But studios have the expectation that each film will be like one of those
cookies coming off the cookie assembly line in Scissorhands and that there
are only a few different shapes of cookies allowed.
Well, they're wrong! It's like with Warner Bros., because that's where my history
has mainly been. I'm always amazed - movies that they fight tooth and nail and
are always the weirdest, those are the ones that end up making them all the money.
All they have to do is look at their fucking slate of movies! The proof is there.
So why not, if something is going to be flawed, why not have it be interestingly
flawed, as opposed to boringly flawed?
Forgetting the "they" for a while, I'm interested in what you feel
the flaws of your films are.
It's funny - there's two levels to that. On an emotional level, I never feel
bad about it. I don't have children, but to me it's like giving your child plastic
surgery. I accept them, and on a very weird level I love them for their flaws.

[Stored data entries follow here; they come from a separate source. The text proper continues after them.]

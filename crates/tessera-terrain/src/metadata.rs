//! Terrain metadata parser.
//!
//! The metadata document is a JSON object with a `heightmap` section:
//!
//! ```json
//! { "heightmap": { "width": 1025, "height": 1025,
//!                  "min_elevation": 12.5, "max_elevation": 840.0,
//!                  "pixel_size_x": 30.0, "pixel_size_y": 30.0,
//!                  "crs": "EPSG:4326",
//!                  "bounds": [56.0, 26.0, 57.0, 27.0] } }
//! ```

use serde::Deserialize;
use serde_json::Value;

use tessera_core::{GeoBounds, TerrainMetadata};

/// Errors from metadata parsing and validation.
#[derive(Debug, Clone, PartialEq, thiserror::Error)]
pub enum MetadataError {
    #[error("metadata is missing required field `{0}`")]
    MissingField(&'static str),
    #[error("malformed metadata document: {0}")]
    MalformedDocument(String),
    #[error("metadata field `{field}` has invalid value {value}")]
    InvalidValue { field: &'static str, value: f64 },
    #[error("degenerate elevation range: min {min} is not below max {max}")]
    DegenerateElevationRange { min: f64, max: f64 },
}

#[derive(Deserialize)]
struct MetadataDocument {
    heightmap: Option<HeightmapSection>,
}

/// Every field optional so a missing one can be named.
#[derive(Deserialize)]
struct HeightmapSection {
    #[serde(default)]
    width: Option<Value>,
    #[serde(default)]
    height: Option<Value>,
    min_elevation: Option<f64>,
    max_elevation: Option<f64>,
    pixel_size_x: Option<f64>,
    pixel_size_y: Option<f64>,
    crs: Option<String>,
    #[serde(default)]
    bounds: Option<Value>,
}

/// Parse a metadata document.
pub fn parse_metadata(text: &str) -> Result<TerrainMetadata, MetadataError> {
    let doc: MetadataDocument =
        serde_json::from_str(text).map_err(|e| MetadataError::MalformedDocument(e.to_string()))?;
    let section = doc.heightmap.ok_or(MetadataError::MissingField("heightmap"))?;

    let metadata = TerrainMetadata {
        width: dimension(required(section.width, "width")?, "width")?,
        height: dimension(required(section.height, "height")?, "height")?,
        min_elevation: required(section.min_elevation, "min_elevation")?,
        max_elevation: required(section.max_elevation, "max_elevation")?,
        pixel_size_x: positive(required(section.pixel_size_x, "pixel_size_x")?, "pixel_size_x")?,
        pixel_size_y: positive(required(section.pixel_size_y, "pixel_size_y")?, "pixel_size_y")?,
        crs: required(section.crs, "crs")?,
        bounds: section.bounds.as_ref().and_then(parse_bounds),
    };

    tracing::info!(
        "Metadata parsed: {}x{}, elevation {:.2} to {:.2}, pixel {}x{}, crs {}",
        metadata.width,
        metadata.height,
        metadata.min_elevation,
        metadata.max_elevation,
        metadata.pixel_size_x,
        metadata.pixel_size_y,
        metadata.crs
    );

    Ok(metadata)
}

/// Check that the elevation range can drive a vertical scale.
pub fn validate_elevation_range(metadata: &TerrainMetadata) -> Result<(), MetadataError> {
    if metadata.has_valid_elevation_range() {
        Ok(())
    } else {
        Err(MetadataError::DegenerateElevationRange {
            min: metadata.min_elevation,
            max: metadata.max_elevation,
        })
    }
}

fn required<T>(value: Option<T>, field: &'static str) -> Result<T, MetadataError> {
    value.ok_or(MetadataError::MissingField(field))
}

/// Integer dimension; exporters sometimes write `64.0` for `64`.
fn dimension(value: Value, field: &'static str) -> Result<u32, MetadataError> {
    if let Some(n) = value.as_u64() {
        if let Ok(n) = u32::try_from(n) {
            return Ok(n);
        }
    }
    value
        .as_f64()
        .filter(|f| f.is_finite() && *f >= 0.0 && f.fract() == 0.0 && *f <= u32::MAX as f64)
        .map(|f| f as u32)
        .ok_or_else(|| {
            MetadataError::MalformedDocument(format!("field `{field}` is not an integer: {value}"))
        })
}

fn positive(value: f64, field: &'static str) -> Result<f64, MetadataError> {
    if value.is_finite() && value > 0.0 {
        Ok(value)
    } else {
        Err(MetadataError::InvalidValue { field, value })
    }
}

/// `[minX, minY, maxX, maxY]`. Anything else counts as absent.
fn parse_bounds(value: &Value) -> Option<GeoBounds> {
    let items = value.as_array()?;
    if items.len() != 4 {
        return None;
    }
    let mut coords = [0.0; 4];
    for (slot, item) in coords.iter_mut().zip(items) {
        *slot = item.as_f64()?;
    }
    Some(GeoBounds::from_array(coords))
}

#[cfg(test)]
mod tests {
    use super::*;

    const FULL: &str = r#"{
        "heightmap": {
            "width": 64, "height": 64,
            "min_elevation": 0, "max_elevation": 100,
            "pixel_size_x": 1, "pixel_size_y": 1.5,
            "crs": "EPSG:4326",
            "bounds": [56.0, 26.0, 57.0, 27.0]
        }
    }"#;

    fn without(field: &str) -> String {
        let mut doc: Value = serde_json::from_str(FULL).unwrap();
        doc["heightmap"].as_object_mut().unwrap().remove(field);
        doc.to_string()
    }

    #[test]
    fn test_parse_full_document() {
        let meta = parse_metadata(FULL).unwrap();
        assert_eq!(meta.width, 64);
        assert_eq!(meta.height, 64);
        assert_eq!(meta.min_elevation, 0.0);
        assert_eq!(meta.max_elevation, 100.0);
        assert_eq!(meta.pixel_size_x, 1.0);
        assert_eq!(meta.pixel_size_y, 1.5);
        assert_eq!(meta.crs, "EPSG:4326");
        let bounds = meta.bounds.expect("bounds should be present");
        assert_eq!(bounds.min, [56.0, 26.0]);
        assert_eq!(bounds.max, [57.0, 27.0]);
    }

    #[test]
    fn test_each_required_field_is_named() {
        let fields = [
            "width",
            "height",
            "min_elevation",
            "max_elevation",
            "pixel_size_x",
            "pixel_size_y",
            "crs",
        ];
        for field in fields {
            let err = parse_metadata(&without(field)).unwrap_err();
            assert_eq!(err, MetadataError::MissingField(field), "field {field}");
        }
    }

    #[test]
    fn test_missing_heightmap_section() {
        let err = parse_metadata(r#"{"terrain": {}}"#).unwrap_err();
        assert_eq!(err, MetadataError::MissingField("heightmap"));
    }

    #[test]
    fn test_malformed_json() {
        let err = parse_metadata("{ not json").unwrap_err();
        assert!(matches!(err, MetadataError::MalformedDocument(_)));

        let err = parse_metadata("[1, 2, 3]").unwrap_err();
        assert!(matches!(err, MetadataError::MalformedDocument(_)));
    }

    #[test]
    fn test_wrong_field_type_is_malformed() {
        let doc = FULL.replace("\"width\": 64", "\"width\": \"wide\"");
        assert!(matches!(
            parse_metadata(&doc),
            Err(MetadataError::MalformedDocument(_))
        ));
    }

    #[test]
    fn test_float_encoded_dimensions() {
        let doc = FULL
            .replace("\"width\": 64", "\"width\": 64.0")
            .replace("\"height\": 64", "\"height\": 32.0");
        let meta = parse_metadata(&doc).unwrap();
        assert_eq!(meta.width, 64);
        assert_eq!(meta.height, 32);

        let doc = FULL.replace("\"width\": 64", "\"width\": 64.5");
        assert!(matches!(
            parse_metadata(&doc),
            Err(MetadataError::MalformedDocument(_))
        ));

        let doc = FULL.replace("\"height\": 64", "\"height\": -1");
        assert!(matches!(
            parse_metadata(&doc),
            Err(MetadataError::MalformedDocument(_))
        ));
    }

    #[test]
    fn test_bounds_wrong_length_is_absent() {
        let doc = FULL.replace("[56.0, 26.0, 57.0, 27.0]", "[56.0, 26.0, 57.0]");
        let meta = parse_metadata(&doc).unwrap();
        assert!(meta.bounds.is_none());

        let doc = FULL.replace("[56.0, 26.0, 57.0, 27.0]", "[1, 2, 3, 4, 5]");
        assert!(parse_metadata(&doc).unwrap().bounds.is_none());
    }

    #[test]
    fn test_bounds_non_numeric_is_absent() {
        let doc = FULL.replace("[56.0, 26.0, 57.0, 27.0]", "[\"a\", 26.0, 57.0, 27.0]");
        assert!(parse_metadata(&doc).unwrap().bounds.is_none());

        let doc = FULL.replace("[56.0, 26.0, 57.0, 27.0]", "\"56,26,57,27\"");
        assert!(parse_metadata(&doc).unwrap().bounds.is_none());
    }

    #[test]
    fn test_bounds_absent() {
        let meta = parse_metadata(&without("bounds")).unwrap();
        assert!(meta.bounds.is_none());
    }

    #[test]
    fn test_non_positive_pixel_size() {
        let doc = FULL.replace("\"pixel_size_x\": 1", "\"pixel_size_x\": 0");
        assert_eq!(
            parse_metadata(&doc).unwrap_err(),
            MetadataError::InvalidValue {
                field: "pixel_size_x",
                value: 0.0
            }
        );
    }

    #[test]
    fn test_degenerate_range_parses_but_fails_validation() {
        let doc = FULL.replace("\"max_elevation\": 100", "\"max_elevation\": 0");
        let meta = parse_metadata(&doc).expect("degenerate range is not a parse error");
        assert_eq!(
            validate_elevation_range(&meta),
            Err(MetadataError::DegenerateElevationRange { min: 0.0, max: 0.0 })
        );

        let meta = parse_metadata(FULL).unwrap();
        assert!(validate_elevation_range(&meta).is_ok());
    }
}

Now, there's a technical side of me that sees I could have cut this, or that
could have been shorter; that's the boring technical side. But on the emotional
side, you accept them. What if you had a five- year-old with a whatever - would
you give him plastic surgery? I wouldn't do that, because part of the joy in
life is in the flaws. I feel a very strong emotional connection to them as a
part of myself. The only movie I feel colder about is the first
Batman.
In that movie, Vicki Vale [Kim Basinger] asks Bruce Wayne [Michael Keaton]
about his mansion, because she thinks it doesn't seem like him, and he says, "Some
of it is very much me, and some of it isn't." And I felt that was Tim Burton
talking there, about his movie.
[Laughs] Sure! Sure. That's why I decided to do another one. Because I love the
themes of it. I have to have those little links with it, because that's the only
thing that really keeps me going; otherwise I couldn't do it.
I'd like to go through each of your five features, beginning with Pee-wee's
Big Adventure. Although that was perceived as a children's picture, there
was a lot of very adult stuff in it.
Well, I don't think of kids or adults. What's child? What's adult? Everybody
is everything. It has more to do with a feeling. You don't get rid of who you
are or where you come from, but the point is, everybody is trying to get back
to a certain kind of purity anyway. Why are people looking for escape in movies
or drugs or drinking or amusement parks? Or anything? Why does anybody read?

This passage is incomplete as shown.